Aim of the exercise. From the line containing "pub fn is_shared(&self)" down to the line containing "impl fmt::Display for" in the records below, reproduce every line exactly, ends included, and omit all others.

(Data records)
━━━━━━━━━━━━━━━━━━━━━━━━━━━━━━
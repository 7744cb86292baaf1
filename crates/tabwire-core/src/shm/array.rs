//! Typed array views over shared or owned memory.

use super::SharedRegion;
use crate::{Result, WorkerError};
use serde::{Deserialize, Serialize};
use std::fmt;
use std::sync::Arc;

/// Element type of an array, named the way numpy names it.
#[derive(Debug, Clone, Copy, PartialEq, Eq, Serialize, Deserialize)]
#[serde(rename_all = "lowercase")]
pub enum DType {
    Bool,
    Int8,
    Int16,
    Int32,
    Int64,
    Uint8,
    Uint16,
    Uint32,
    Uint64,
    Float32,
    Float64,
}

impl DType {
    const ALL: [DType; 11] = [
        DType::Bool,
        DType::Int8,
        DType::Int16,
        DType::Int32,
        DType::Int64,
        DType::Uint8,
        DType::Uint16,
        DType::Uint32,
        DType::Uint64,
        DType::Float32,
        DType::Float64,
    ];

    pub fn parse(name: &str) -> Result<Self> {
        Self::ALL
            .into_iter()
            .find(|d| d.as_str() == name.trim())
            .ok_or_else(|| WorkerError::InvalidField {
                field: "data_type",
                message: format!("Unsupported data type {}", name),
            })
    }

    pub fn as_str(&self) -> &'static str {
        match self {
            DType::Bool => "bool",
            DType::Int8 => "int8",
            DType::Int16 => "int16",
            DType::Int32 => "int32",
            DType::Int64 => "int64",
            DType::Uint8 => "uint8",
            DType::Uint16 => "uint16",
            DType::Uint32 => "uint32",
            DType::Uint64 => "uint64",
            DType::Float32 => "float32",
            DType::Float64 => "float64",
        }
    }

    /// Size of one element in bytes.
    pub fn item_size(&self) -> usize {
        match self {
            DType::Bool | DType::Int8 | DType::Uint8 => 1,
            DType::Int16 | DType::Uint16 => 2,
            DType::Int32 | DType::Uint32 | DType::Float32 => 4,
            DType::Int64 | DType::Uint64 | DType::Float64 => 8,
        }
    }
}

fn bad_shape(text: &str) -> WorkerError {
    WorkerError::InvalidField {
        field: "data_shape",
        message: format!("Unable to parse data shape {}", text),
    }
}

/// Parse a tuple literal such as `(100, 4)`, `(100,)`, `()` or a bare `100`.
///
/// The text is treated as data only; nothing is evaluated.
pub fn parse_shape(text: &str) -> Result<Vec<usize>> {
    let trimmed = text.trim();
    let inner = match trimmed.strip_prefix('(') {
        Some(rest) => rest.strip_suffix(')').ok_or_else(|| bad_shape(text))?,
        None => trimmed,
    };
    if inner.trim().is_empty() {
        return if trimmed.starts_with('(') {
            Ok(Vec::new())
        } else {
            Err(bad_shape(text))
        };
    }

    let parts: Vec<&str> = inner.split(',').map(str::trim).collect();
    let mut shape = Vec::with_capacity(parts.len());
    for (i, part) in parts.iter().enumerate() {
        if part.is_empty() {
            // Only a single trailing comma is allowed, as in `(100,)`.
            if i == parts.len() - 1 && i > 0 {
                continue;
            }
            return Err(bad_shape(text));
        }
        shape.push(part.parse::<usize>().map_err(|_| bad_shape(text))?);
    }
    Ok(shape)
}

/// Byte length of an array of `shape` elements of `dtype`.
pub fn byte_len(dtype: DType, shape: &[usize]) -> Result<usize> {
    shape
        .iter()
        .try_fold(dtype.item_size(), |acc, &dim| acc.checked_mul(dim))
        .ok_or_else(|| WorkerError::InvalidField {
            field: "data_shape",
            message: "Data shape is too large".to_string(),
        })
}

#[derive(Clone)]
enum ArrayData {
    Mapped(Arc<dyn SharedRegion>),
    Owned(Arc<[u8]>),
}

/// A typed, read-only view over a block of memory.
///
/// A mapped view holds a reference to its region, so the mapping outlives
/// the handle slot for as long as the view is stored somewhere.
#[derive(Clone)]
pub struct ArrayView {
    dtype: DType,
    shape: Vec<usize>,
    data: ArrayData,
}

impl ArrayView {
    /// View the start of a shared region.
    pub fn mapped(dtype: DType, shape: Vec<usize>, region: Arc<dyn SharedRegion>) -> Result<Self> {
        let needed = byte_len(dtype, &shape)?;
        if region.as_bytes().len() < needed {
            return Err(WorkerError::SharedMemory {
                message: format!(
                    "region {} holds {} bytes but the array needs {}",
                    region.name(),
                    region.as_bytes().len(),
                    needed
                ),
            });
        }
        Ok(Self {
            dtype,
            shape,
            data: ArrayData::Mapped(region),
        })
    }

    /// An array that owns a copy of its bytes.
    pub fn owned(dtype: DType, shape: Vec<usize>, bytes: Vec<u8>) -> Result<Self> {
        let needed = byte_len(dtype, &shape)?;
        if bytes.len() != needed {
            return Err(WorkerError::encoding(format!(
                "array of shape {:?} and dtype {} needs {} bytes, got {}",
                shape,
                dtype.as_str(),
                needed,
                bytes.len()
            )));
        }
        Ok(Self {
            dtype,
            shape,
            data: ArrayData::Owned(bytes.into()),
        })
    }

    pub fn dtype(&self) -> DType {
        self.dtype
    }

    pub fn shape(&self) -> &[usize] {
        &self.shape
    }

    pub fn len(&self) -> usize {
        self.shape.iter().product()
    }

    pub fn is_empty(&self) -> bool {
        self.len() == 0
    }

    pub fn is_shared(&self) -> bool {
        matches!(self.data, ArrayData::Mapped(_))
    }

    pub fn as_bytes(&self) -> &[u8] {
        let len = self.len() * self.dtype.item_size();
        match &self.data {
            ArrayData::Mapped(region) => &region.as_bytes()[..len],
            ArrayData::Owned(bytes) => &bytes[..len],
        }
    }
}

fn format_shape(shape: &[usize]) -> String {
    match shape {
        [] => "()".to_string(),
        [single] => format!("({},)", single),
        dims => {
            let parts: Vec<String> = dims.iter().map(|d| d.to_string()).collect();
            format!("({})", parts.join(", "))
        }
    }
}

impl fmt::Display for ArrayView {
    fn fmt(&self, f: &mut fmt::Formatter<'_>) -> fmt::Result {
        write!(
            f,
            "array(shape={}, dtype={})",
            format_shape(&self.shape),
            self.dtype.as_str()
        )
    }
}

impl fmt::Debug for ArrayView {
    fn fmt(&self, f: &mut fmt::Formatter<'_>) -> fmt::Result {
        f.debug_struct("ArrayView")
            .field("dtype", &self.dtype)
            .field("shape", &self.shape)
            .field("shared", &self.is_shared())
            .finish()
    }
}

#[cfg(test)]
mod tests {
    use super::*;

    #[test]
    fn test_parse_shape_forms() {
        assert_eq!(parse_shape("(100, 4)").unwrap(), vec![100, 4]);
        assert_eq!(parse_shape("(100,)").unwrap(), vec![100]);
        assert_eq!(parse_shape("()").unwrap(), Vec::<usize>::new());
        assert_eq!(parse_shape(" 100 ").unwrap(), vec![100]);
        assert_eq!(parse_shape("(2,3,4)").unwrap(), vec![2, 3, 4]);
    }

    #[test]
    fn test_parse_shape_rejects_code_and_junk() {
        for text in ["", "(", "(1,,2)", "(,)", "(-1,)", "__import__('os')", "(1, 2"] {
            let err = parse_shape(text).unwrap_err();
            assert!(!err.is_fatal(), "{}", text);
        }
    }

    #[test]
    fn test_dtype_names() {
        assert_eq!(DType::parse("float32").unwrap(), DType::Float32);
        assert_eq!(DType::parse("uint16").unwrap().item_size(), 2);
        assert!(DType::parse("complex128").is_err());
    }

    #[test]
    fn test_owned_view_length_check() {
        assert!(ArrayView::owned(DType::Int32, vec![2, 2], vec![0; 16]).is_ok());
        assert!(ArrayView::owned(DType::Int32, vec![2, 2], vec![0; 15]).is_err());
    }

    #[test]
    fn test_display_like_numpy() {
        let view = ArrayView::owned(DType::Float64, vec![3], vec![0; 24]).unwrap();
        assert_eq!(view.to_string(), "array(shape=(3,), dtype=float64)");
        let view = ArrayView::owned(DType::Uint8, vec![2, 1], vec![7, 9]).unwrap();
        assert_eq!(view.to_string(), "array(shape=(2, 1), dtype=uint8)");
        assert_eq!(view.as_bytes(), &[7, 9]);
    }
}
━━━━━━━━━━━━━━━━━━━━━━━━━━━━━━
Response area.
    pub fn is_shared(&self) -> bool {
        matches!(self.data, ArrayData::Mapped(_))
    }

    pub fn as_bytes(&self) -> &[u8] {
        let len = self.len() * self.dtype.item_size();
        match &self.data {
            ArrayData::Mapped(region) => &region.as_bytes()[..len],
            ArrayData::Owned(bytes) => &bytes[..len],
        }
    }
}

fn format_shape(shape: &[usize]) -> String {
    match shape {
        [] => "()".to_string(),
        [single] => format!("({},)", single),
        dims => {
            let parts: Vec<String> = dims.iter().map(|d| d.to_string()).collect();
            format!("({})", parts.join(", "))
        }
    }
}

impl fmt::Display for ArrayView {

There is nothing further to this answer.